— WHAT THIS TASK INVOLVES —
Exactly reproduce the line that contains "impl Surface for" and all lines after it in the entries below, through the very last line.

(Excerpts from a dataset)
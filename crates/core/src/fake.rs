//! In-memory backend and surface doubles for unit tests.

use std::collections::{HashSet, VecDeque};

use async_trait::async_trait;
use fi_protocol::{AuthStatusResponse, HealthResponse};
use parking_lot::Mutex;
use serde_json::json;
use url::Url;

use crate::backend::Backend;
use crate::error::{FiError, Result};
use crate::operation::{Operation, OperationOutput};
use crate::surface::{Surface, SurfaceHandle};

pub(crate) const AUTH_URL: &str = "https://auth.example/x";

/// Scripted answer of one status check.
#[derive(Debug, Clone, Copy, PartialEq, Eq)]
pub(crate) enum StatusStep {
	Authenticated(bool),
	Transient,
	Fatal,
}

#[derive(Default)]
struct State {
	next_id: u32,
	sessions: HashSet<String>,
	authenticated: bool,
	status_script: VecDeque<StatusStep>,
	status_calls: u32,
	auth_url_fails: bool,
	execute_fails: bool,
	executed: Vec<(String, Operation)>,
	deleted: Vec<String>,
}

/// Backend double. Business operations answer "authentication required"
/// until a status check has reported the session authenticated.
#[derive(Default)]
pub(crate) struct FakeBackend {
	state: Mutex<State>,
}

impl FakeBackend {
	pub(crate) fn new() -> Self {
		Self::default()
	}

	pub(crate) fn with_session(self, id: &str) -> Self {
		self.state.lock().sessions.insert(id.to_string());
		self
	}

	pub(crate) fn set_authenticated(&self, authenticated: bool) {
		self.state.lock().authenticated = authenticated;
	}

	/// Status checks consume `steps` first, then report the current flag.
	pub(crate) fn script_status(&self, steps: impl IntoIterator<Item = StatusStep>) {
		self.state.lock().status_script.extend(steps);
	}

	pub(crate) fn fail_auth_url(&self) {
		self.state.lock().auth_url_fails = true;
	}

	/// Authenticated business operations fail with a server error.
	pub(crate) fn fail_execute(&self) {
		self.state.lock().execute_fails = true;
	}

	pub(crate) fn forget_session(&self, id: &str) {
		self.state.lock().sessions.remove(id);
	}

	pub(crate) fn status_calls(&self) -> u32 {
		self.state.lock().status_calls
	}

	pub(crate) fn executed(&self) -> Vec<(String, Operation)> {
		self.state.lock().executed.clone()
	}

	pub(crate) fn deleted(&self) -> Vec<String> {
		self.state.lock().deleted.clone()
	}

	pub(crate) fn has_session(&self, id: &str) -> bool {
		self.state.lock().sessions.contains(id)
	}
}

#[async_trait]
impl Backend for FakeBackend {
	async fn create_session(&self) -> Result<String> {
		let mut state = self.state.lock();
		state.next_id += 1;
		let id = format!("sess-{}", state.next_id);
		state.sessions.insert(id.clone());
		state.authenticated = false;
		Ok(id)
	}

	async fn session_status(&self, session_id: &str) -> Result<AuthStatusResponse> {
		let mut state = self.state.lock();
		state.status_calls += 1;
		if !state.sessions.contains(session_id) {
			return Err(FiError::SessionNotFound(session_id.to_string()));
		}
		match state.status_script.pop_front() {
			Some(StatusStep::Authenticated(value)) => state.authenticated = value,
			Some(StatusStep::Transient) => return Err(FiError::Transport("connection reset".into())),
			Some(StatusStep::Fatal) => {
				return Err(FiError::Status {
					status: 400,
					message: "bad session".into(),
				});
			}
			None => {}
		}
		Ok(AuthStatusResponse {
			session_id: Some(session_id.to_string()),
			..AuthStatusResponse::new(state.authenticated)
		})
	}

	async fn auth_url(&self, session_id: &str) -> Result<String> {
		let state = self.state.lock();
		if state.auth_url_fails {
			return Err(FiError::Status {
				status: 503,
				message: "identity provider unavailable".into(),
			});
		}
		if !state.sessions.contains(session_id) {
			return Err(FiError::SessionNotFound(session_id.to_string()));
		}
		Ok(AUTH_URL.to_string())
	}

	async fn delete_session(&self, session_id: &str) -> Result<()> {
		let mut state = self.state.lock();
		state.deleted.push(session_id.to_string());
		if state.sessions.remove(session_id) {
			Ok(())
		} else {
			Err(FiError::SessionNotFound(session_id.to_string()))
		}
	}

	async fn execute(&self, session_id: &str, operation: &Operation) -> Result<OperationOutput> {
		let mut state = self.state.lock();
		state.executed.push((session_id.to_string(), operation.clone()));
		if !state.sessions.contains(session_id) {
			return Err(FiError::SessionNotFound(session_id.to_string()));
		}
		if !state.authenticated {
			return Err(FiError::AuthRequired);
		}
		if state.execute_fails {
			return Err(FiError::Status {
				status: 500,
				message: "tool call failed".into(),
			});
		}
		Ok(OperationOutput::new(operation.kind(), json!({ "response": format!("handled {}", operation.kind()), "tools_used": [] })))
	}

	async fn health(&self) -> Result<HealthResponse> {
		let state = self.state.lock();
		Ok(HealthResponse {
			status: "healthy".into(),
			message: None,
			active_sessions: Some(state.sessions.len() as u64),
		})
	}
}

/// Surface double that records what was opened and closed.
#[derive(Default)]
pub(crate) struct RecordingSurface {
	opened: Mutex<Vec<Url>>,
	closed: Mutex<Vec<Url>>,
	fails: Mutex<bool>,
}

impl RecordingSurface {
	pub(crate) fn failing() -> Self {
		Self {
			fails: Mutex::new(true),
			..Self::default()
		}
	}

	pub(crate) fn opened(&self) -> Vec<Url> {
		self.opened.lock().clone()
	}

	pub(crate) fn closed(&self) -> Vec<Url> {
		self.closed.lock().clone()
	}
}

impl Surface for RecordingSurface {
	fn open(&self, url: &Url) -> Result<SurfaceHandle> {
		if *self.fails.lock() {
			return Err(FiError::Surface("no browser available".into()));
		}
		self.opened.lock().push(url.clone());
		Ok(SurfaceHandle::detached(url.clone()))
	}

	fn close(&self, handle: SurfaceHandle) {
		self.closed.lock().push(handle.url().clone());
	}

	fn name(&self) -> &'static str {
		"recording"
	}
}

— ANSWER BELOW —
impl Surface for RecordingSurface {
	fn open(&self, url: &Url) -> Result<SurfaceHandle> {
		if *self.fails.lock() {
			return Err(FiError::Surface("no browser available".into()));
		}
		self.opened.lock().push(url.clone());
		Ok(SurfaceHandle::detached(url.clone()))
	}

	fn close(&self, handle: SurfaceHandle) {
		self.closed.lock().push(handle.url().clone());
	}

	fn name(&self) -> &'static str {
		"recording"
	}
}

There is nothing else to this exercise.